I pulled my gaze away from the monitor, stretching my neck until it popped. Charlotte’s desk sat empty across the workspace, her chair pushed back at an odd angle. She’d been gone for what—an hour now? Maybe more. I checked my watch. Definitely more.

The lab felt different without her constant typing, that rapid-fire rhythm that had become the soundtrack to my days here. Her workspace looked abandoned—empty creamer packets scattered across her desk like fallen leaves, sticky notes in her handwriting covering every available surface of her monitor frame.
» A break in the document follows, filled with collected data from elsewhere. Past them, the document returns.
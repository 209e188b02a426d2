use super::{Config, ConfigError};

impl Config {
    pub fn validate(&self) -> Result<(), ConfigError> {
        if self.chain_order.is_empty() {
            return Err(ConfigError::InvalidConfig(
                "Chain order must name at least one severity".to_string(),
            ));
        }

        // A repeated severity can never be reached past its first occurrence.
        for (index, severity) in self.chain_order.iter().enumerate() {
            if self.chain_order[..index].contains(severity) {
                return Err(ConfigError::InvalidConfig(format!(
                    "Severity {severity} appears more than once in chain order"
                )));
            }
        }

        Ok(())
    }
}
//! Domain layer for log-chain.
//!
//! Contains the canonical types shared across all modules:
//! - `Severity`: The closed set of message severities (Info/Debug/Error)
//! - `LogMessage`: A severity-tagged line of text on its way through the chain
//! - `ChainError`: Top-level error type

pub mod error;
pub mod log_message;
pub mod severity;

pub use error::ChainError;
pub use log_message::LogMessage;
pub use severity::Severity;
“She’s having a particularly Charlotte afternoon. Freaking out about getting the countermeasure finished.” Darcy had rolled her eyes when she’d said it earlier, her voice carrying that particular blend of affection and exasperation reserved for Charlotte’s more intense moments. “She told me about the deadline. She’s holed up in the break room. Said she needed to isolate herself to actually get work done.”

That made sense. We’d had our moment at lunch; she’d understood the assignment. Understood the deadline. This was her cranking it up to the next level. I needed to let her do her job, and I needed to do mine.

I shifted my attention to the lab floor, watching the team move through their routines. Chances were, someone here had sabotaged the code last week. Someone had cost Charlotte days of work, pushed her to the breaking point. They’d be watching now, wondering why she’d relocated. Wondering if she’d figured something out.

Marcus hunched over his workstation, same as always. His fingers moved steadily across his keyboard, no telltale nervous tics, no glances toward the break room. But then again, Marcus had been here for three years as a systems engineer. Long enough to know the quantum architecture inside and out. Long enough to know exactly how to corrupt Charlotte’s drives without leaving a trace.

Priya typed steadily at the next station, pausing only to sip her coffee. She’d joined the team six months ago as a cryptography specialist, right around the time the Cascade Protocol was handed over to the FBI. Coincidence? Maybe. But I’d learned to distrust coincidences in this job.

Even Roger, who usually radiated cheerfulness—the software engineer who brought donuts every Friday—seemed unusually focused on his screen. Though his focus seemed genuine. The man had been nothing but supportive of Charlotte’s work, always checking if she needed anything. Hard to imagine him sabotaging her efforts.

“Well, well. The contractor playing bodyguard.”

Raymond Wilmington’s voice cut through my observations like nails on a chalkboard. The head of security strolled toward me, that practiced smile already in place. Same territorial attitude he’d shown since day one—first when he’d tossed me that keycard on the rooftop like it was trash, then Monday when I’d forced him to hand over the entry logs.

Today, his tie hung slightly crooked, breadcrumbs clinging to the front of his shirt. The kinds of details that drove me crazy—if you’re running security, you should notice everything.

“Wilmington.” I kept my tone neutral, professional. No point feeding his ego more than necessary.

“How’s our little security review coming along?” He straightened his tie, apparently oblivious to the crumbs still decorating his shirtfront. “Finding all our weak spots?”